What is expected ▸
From the entries that follow, report every line in which "OHWI" occurs.

Records from a data collection
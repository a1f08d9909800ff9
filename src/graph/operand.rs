//! Operands: typed, shaped data slots of a model.

use std::fmt;
use std::sync::Arc;

use serde::{Deserialize, Serialize};

use super::lower_info::OperandLowerInfo;
use super::{OperandIndex, OperationIndex};
use crate::error::{ForgeResult, GraphError};

/// Element type of an operand.
///
/// The integer codes match the NNAPI `OperandCode` values.
#[derive(Debug, Clone, Copy, PartialEq, Eq, Hash, Serialize, Deserialize)]
pub enum DataType {
    ScalarFloat32,
    ScalarInt32,
    ScalarUInt32,
    Float32,
    Int32,
    QuantAsymm8,
}

impl DataType {
    pub fn from_code(code: i32) -> Option<Self> {
        match code {
            0 => Some(DataType::ScalarFloat32),
            1 => Some(DataType::ScalarInt32),
            2 => Some(DataType::ScalarUInt32),
            3 => Some(DataType::Float32),
            4 => Some(DataType::Int32),
            5 => Some(DataType::QuantAsymm8),
            _ => None,
        }
    }

    pub fn size_of(&self) -> usize {
        match self {
            DataType::QuantAsymm8 => 1,
            _ => 4,
        }
    }

    pub fn is_scalar(&self) -> bool {
        matches!(
            self,
            DataType::ScalarFloat32 | DataType::ScalarInt32 | DataType::ScalarUInt32
        )
    }

    /// Decode one element at `offset` (in elements) into its storage word.
    ///
    /// Floats are stored as is and quantized codes by value. 32-bit integers
    /// keep their bit pattern so data movement never rounds them; use
    /// [`TypeInfo::to_real`] for their numeric value.
    pub fn decode(&self, bytes: &[u8], offset: usize) -> f32 {
        let at = offset * self.size_of();
        match self {
            DataType::QuantAsymm8 => bytes[at] as f32,
            _ => f32::from_bits(u32::from_le_bytes([
                bytes[at],
                bytes[at + 1],
                bytes[at + 2],
                bytes[at + 3],
            ])),
        }
    }

    /// Encode one storage word at `offset` (in elements) as little-endian bytes.
    pub fn encode(&self, word: f32, bytes: &mut [u8], offset: usize) {
        let at = offset * self.size_of();
        match self {
            DataType::QuantAsymm8 => bytes[at] = word.round().clamp(0.0, 255.0) as u8,
            _ => bytes[at..at + 4].copy_from_slice(&word.to_bits().to_le_bytes()),
        }
    }
}

impl fmt::Display for DataType {
    fn fmt(&self, f: &mut fmt::Formatter<'_>) -> fmt::Result {
        let name = match self {
            DataType::ScalarFloat32 => "FLOAT32",
            DataType::ScalarInt32 => "INT32",
            DataType::ScalarUInt32 => "UINT32",
            DataType::Float32 => "TENSOR_FLOAT32",
            DataType::Int32 => "TENSOR_INT32",
            DataType::QuantAsymm8 => "TENSOR_QUANT8_ASYMM",
        };
        f.write_str(name)
    }
}

/// Data type plus asymmetric quantization parameters.
#[derive(Debug, Clone, Copy, PartialEq, Serialize, Deserialize)]
pub struct TypeInfo {
    pub dtype: DataType,
    pub scale: f32,
    pub zero_point: i32,
}

impl TypeInfo {
    pub fn new(dtype: DataType) -> Self {
        Self {
            dtype,
            scale: 0.0,
            zero_point: 0,
        }
    }

    pub fn quantized(scale: f32, zero_point: i32) -> Self {
        Self {
            dtype: DataType::QuantAsymm8,
            scale,
            zero_point,
        }
    }

    /// Numeric value of a storage word.
    pub fn to_real(&self, word: f32) -> f32 {
        match self.dtype {
            DataType::QuantAsymm8 => (word - self.zero_point as f32) * self.scale,
            DataType::Int32 | DataType::ScalarInt32 => word.to_bits() as i32 as f32,
            DataType::ScalarUInt32 => word.to_bits() as f32,
            DataType::Float32 | DataType::ScalarFloat32 => word,
        }
    }

    /// Storage word for a numeric value. Integers truncate toward zero and
    /// saturate; quantized codes round and clamp to `0..=255`.
    pub fn to_word(&self, real: f32) -> f32 {
        match self.dtype {
            DataType::QuantAsymm8 => {
                let scale = if self.scale == 0.0 { 1.0 } else { self.scale };
                (real / scale + self.zero_point as f32).round().clamp(0.0, 255.0)
            }
            DataType::Int32 | DataType::ScalarInt32 => f32::from_bits(real as i32 as u32),
            DataType::ScalarUInt32 => f32::from_bits(real as u32),
            DataType::Float32 | DataType::ScalarFloat32 => real,
        }
    }
}

/// Ordered list of extents. Rank 4 shapes are NHWC.
#[derive(Debug, Clone, PartialEq, Eq, Hash, Default, Serialize, Deserialize)]
pub struct Shape(Vec<usize>);

impl Shape {
    pub fn new(dims: impl Into<Vec<usize>>) -> Self {
        Shape(dims.into())
    }

    pub fn scalar() -> Self {
        Shape(Vec::new())
    }

    pub fn rank(&self) -> usize {
        self.0.len()
    }

    pub fn dim(&self, axis: usize) -> usize {
        self.0[axis]
    }

    pub fn dims(&self) -> &[usize] {
        &self.0
    }

    pub fn num_elements(&self) -> usize {
        self.0.iter().product()
    }

    pub fn as_feature(&self) -> Option<FeatureShape> {
        match self.0.as_slice() {
            &[n, h, w, c] => Some(FeatureShape { n, h, w, c }),
            _ => None,
        }
    }

    pub fn as_kernel(&self) -> Option<KernelShape> {
        match self.0.as_slice() {
            &[n, h, w, c] => Some(KernelShape { n, h, w, c }),
            _ => None,
        }
    }

    pub fn as_vector(&self) -> Option<usize> {
        match self.0.as_slice() {
            &[len] => Some(len),
            _ => None,
        }
    }

    pub fn as_matrix(&self) -> Option<(usize, usize)> {
        match self.0.as_slice() {
            &[rows, cols] => Some((rows, cols)),
            _ => None,
        }
    }

    /// Pad to rank 4 the way lower info records it: `[W]`, `[H, W]` and
    /// `[N, H, W]` gain leading ones.
    pub fn as_4d(&self) -> [usize; 4] {
        let mut out = [1usize; 4];
        let rank = self.rank().min(4);
        out[4 - rank..].copy_from_slice(&self.0[self.rank() - rank..]);
        out
    }
}

impl From<Vec<usize>> for Shape {
    fn from(dims: Vec<usize>) -> Self {
        Shape(dims)
    }
}

impl From<&[usize]> for Shape {
    fn from(dims: &[usize]) -> Self {
        Shape(dims.to_vec())
    }
}

/// NHWC feature map extents.
#[derive(Debug, Clone, Copy, PartialEq, Eq, Hash)]
pub struct FeatureShape {
    pub n: usize,
    pub h: usize,
    pub w: usize,
    pub c: usize,
}

/// OHWI convolution kernel extents; `n` is the output channel count.
#[derive(Debug, Clone, Copy, PartialEq, Eq, Hash)]
pub struct KernelShape {
    pub n: usize,
    pub h: usize,
    pub w: usize,
    pub c: usize,
}

/// Immutable constant bytes shared between the model and initializers.
#[derive(Clone, PartialEq)]
pub struct ConstData(Arc<[u8]>);

impl ConstData {
    pub fn new(bytes: impl Into<Arc<[u8]>>) -> Self {
        ConstData(bytes.into())
    }

    pub fn from_f32(values: &[f32]) -> Self {
        let bytes: Vec<u8> = values.iter().flat_map(|v| v.to_le_bytes()).collect();
        ConstData(bytes.into())
    }

    pub fn from_i32(values: &[i32]) -> Self {
        let bytes: Vec<u8> = values.iter().flat_map(|v| v.to_le_bytes()).collect();
        ConstData(bytes.into())
    }

    pub fn bytes(&self) -> &[u8] {
        &self.0
    }

    pub fn len(&self) -> usize {
        self.0.len()
    }

    pub fn is_empty(&self) -> bool {
        self.0.is_empty()
    }

    /// Decode every element into storage words according to `dtype`.
    pub fn words(&self, dtype: DataType) -> Vec<f32> {
        let count = self.0.len() / dtype.size_of();
        (0..count).map(|i| dtype.decode(&self.0, i)).collect()
    }

    pub fn to_i32_vec(&self) -> Vec<i32> {
        self.0
            .chunks_exact(4)
            .map(|b| i32::from_le_bytes([b[0], b[1], b[2], b[3]]))
            .collect()
    }
}

impl fmt::Debug for ConstData {
    fn fmt(&self, f: &mut fmt::Formatter<'_>) -> fmt::Result {
        write!(f, "ConstData({} bytes)", self.0.len())
    }
}

#[derive(Debug, Clone)]
pub struct Operand {
    pub shape: Shape,
    pub type_info: TypeInfo,
    data: Option<ConstData>,
    uses: Vec<OperationIndex>,
    def: Option<OperationIndex>,
    lower_info: Option<OperandLowerInfo>,
}

impl Operand {
    pub fn new(shape: Shape, type_info: TypeInfo) -> Self {
        Self {
            shape,
            type_info,
            data: None,
            uses: Vec::new(),
            def: None,
            lower_info: None,
        }
    }

    pub fn dtype(&self) -> DataType {
        self.type_info.dtype
    }

    /// Size in bytes of the caller-visible representation.
    pub fn byte_size(&self) -> usize {
        self.shape.num_elements() * self.type_info.dtype.size_of()
    }

    pub fn is_constant(&self) -> bool {
        self.data.is_some()
    }

    pub fn data(&self) -> Option<&ConstData> {
        self.data.as_ref()
    }

    pub(crate) fn set_data(&mut self, data: ConstData) {
        self.data = Some(data);
    }

    pub fn uses(&self) -> &[OperationIndex] {
        &self.uses
    }

    pub fn def(&self) -> Option<OperationIndex> {
        self.def
    }

    pub(crate) fn append_use(&mut self, op: OperationIndex) {
        if !self.uses.contains(&op) {
            self.uses.push(op);
        }
    }

    pub(crate) fn remove_use(&mut self, op: OperationIndex) {
        self.uses.retain(|u| *u != op);
    }

    pub(crate) fn set_def(&mut self, op: OperationIndex) {
        self.def = Some(op);
    }

    pub(crate) fn clear_links(&mut self) {
        self.uses.clear();
        self.def = None;
    }

    pub fn lower_info(&self) -> Option<&OperandLowerInfo> {
        self.lower_info.as_ref()
    }

    pub(crate) fn set_lower_info(&mut self, info: OperandLowerInfo) {
        self.lower_info = Some(info);
    }
}

/// Arena of operands addressed by [`OperandIndex`].
#[derive(Debug, Clone, Default)]
pub struct OperandSet {
    operands: Vec<Operand>,
}

impl OperandSet {
    pub fn new() -> Self {
        Self::default()
    }

    pub fn append(&mut self, operand: Operand) -> OperandIndex {
        let index = OperandIndex(self.operands.len() as u32);
        self.operands.push(operand);
        index
    }

    pub fn len(&self) -> usize {
        self.operands.len()
    }

    pub fn is_empty(&self) -> bool {
        self.operands.is_empty()
    }

    pub fn exist(&self, index: OperandIndex) -> bool {
        index.as_usize() < self.operands.len()
    }

    pub fn at(&self, index: OperandIndex) -> ForgeResult<&Operand> {
        self.operands
            .get(index.as_usize())
            .ok_or_else(|| GraphError::InvalidOperandIndex(index).into())
    }

    pub fn at_mut(&mut self, index: OperandIndex) -> ForgeResult<&mut Operand> {
        self.operands
            .get_mut(index.as_usize())
            .ok_or_else(|| GraphError::InvalidOperandIndex(index).into())
    }

    pub fn iter(&self) -> impl Iterator<Item = (OperandIndex, &Operand)> {
        self.operands
            .iter()
            .enumerate()
            .map(|(i, o)| (OperandIndex(i as u32), o))
    }

    pub(crate) fn iter_mut(&mut self) -> impl Iterator<Item = (OperandIndex, &mut Operand)> {
        self.operands
            .iter_mut()
            .enumerate()
            .map(|(i, o)| (OperandIndex(i as u32), o))
    }

    pub fn shape(&self, index: OperandIndex) -> ForgeResult<&Shape> {
        Ok(&self.at(index)?.shape)
    }

    pub fn feature(&self, index: OperandIndex) -> ForgeResult<FeatureShape> {
        let shape = self.shape(index)?;
        shape.as_feature().ok_or_else(|| rank_error(index, "4 (NHWC)", shape))
    }

    pub fn kernel(&self, index: OperandIndex) -> ForgeResult<KernelShape> {
        let shape = self.shape(index)?;
        shape.as_kernel().ok_or_else(|| rank_error(index, "4 (OHWI)", shape))
    }

    pub fn vector(&self, index: OperandIndex) -> ForgeResult<usize> {
        let shape = self.shape(index)?;
        shape.as_vector().ok_or_else(|| rank_error(index, "1", shape))
    }

    pub fn matrix(&self, index: OperandIndex) -> ForgeResult<(usize, usize)> {
        let shape = self.shape(index)?;
        shape.as_matrix().ok_or_else(|| rank_error(index, "2", shape))
    }

    /// Read a constant integer scalar.
    pub fn scalar_i32(&self, index: OperandIndex) -> ForgeResult<i32> {
        let operand = self.at(index)?;
        let data = operand.data().ok_or(GraphError::NotAConstant(index))?;
        match operand.dtype() {
            DataType::ScalarInt32 | DataType::Int32 | DataType::ScalarUInt32 if data.len() >= 4 => {
                let b = data.bytes();
                Ok(i32::from_le_bytes([b[0], b[1], b[2], b[3]]))
            }
            other => Err(GraphError::TypeMismatch {
                index,
                expected: DataType::ScalarInt32.to_string(),
                actual: other.to_string(),
            }
            .into()),
        }
    }

    /// Read a constant float scalar.
    pub fn scalar_f32(&self, index: OperandIndex) -> ForgeResult<f32> {
        let operand = self.at(index)?;
        let data = operand.data().ok_or(GraphError::NotAConstant(index))?;
        match operand.dtype() {
            DataType::ScalarFloat32 | DataType::Float32 if data.len() >= 4 => {
                Ok(DataType::ScalarFloat32.decode(data.bytes(), 0))
            }
            other => Err(GraphError::TypeMismatch {
                index,
                expected: DataType::ScalarFloat32.to_string(),
                actual: other.to_string(),
            }
            .into()),
        }
    }
}

fn rank_error(index: OperandIndex, expected: &str, shape: &Shape) -> crate::error::ForgeError {
    GraphError::UnsupportedRank {
        index,
        expected: expected.to_string(),
        actual: shape.rank(),
    }
    .into()
}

Result ▸
/// OHWI convolution kernel extents; `n` is the output channel count.
        shape.as_kernel().ok_or_else(|| rank_error(index, "4 (OHWI)", shape))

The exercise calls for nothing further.